▼
use std::path::PathBuf;

use codegraph_application::{Pipeline, PipelineOptions};
use codegraph_language::AstCacheLimits;
use tokio::sync::mpsc;

use crate::context::AppContext;
use crate::render::print_progress;

pub async fn run(ctx: &AppContext, path: PathBuf, name: Option<String>, force: bool, skip_metadata: bool) -> anyhow::Result<()> {
    let project_name = name.unwrap_or_else(|| default_project_name(&path));

    let cache_limits = AstCacheLimits {
        max_entries: ctx.config.caching.max_entries,
        max_memory_bytes: ctx.config.caching.max_memory_mb * 1024 * 1024,
    };
    let mut pipeline = Pipeline::new(ctx.graph.clone(), ctx.vector.clone(), ctx.embedder.clone(), ctx.llm.clone(), ctx.relational.clone(), cache_limits);

    let (tx, mut rx) = mpsc::unbounded_channel();
    let options = PipelineOptions::new(project_name, path)
        .with_force(force)
        .with_skip_metadata(skip_metadata)
        .with_progress_tx(tx);

    let renderer = tokio::spawn(async move {
        while let Some(event) = rx.recv().await {
            print_progress(&event);
        }
    });

    let report = pipeline.run(options).await?;
    let _ = renderer.await;

    println!("files scanned:      {}", report.files_scanned);
    println!("files parsed:       {}", report.files_parsed);
    println!("files unchanged:    {}", report.files_skipped_unchanged);
    println!("entities summarized: {}", report.entities_summarized);
    println!("chunks embedded:    {}", report.chunks_embedded);
    println!("metadata regenerated: {}", report.metadata_regenerated);
    Ok(())
}

fn default_project_name(path: &std::path::Path) -> String {
    path.file_name().map(|n| n.to_string_lossy().into_owned()).unwrap_or_else(|| "project".to_owned())
}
▲
### WHAT TO WORK ON:
Scan the lines above for "use tokio::sync::mpsc;" and for "pub async fn". Repeat exactly the line holding each of them and every line in between.

### RESPONSE BELOW:
use tokio::sync::mpsc;

use crate::context::AppContext;
use crate::render::print_progress;

pub async fn run(ctx: &AppContext, path: PathBuf, name: Option<String>, force: bool, skip_metadata: bool) -> anyhow::Result<()> {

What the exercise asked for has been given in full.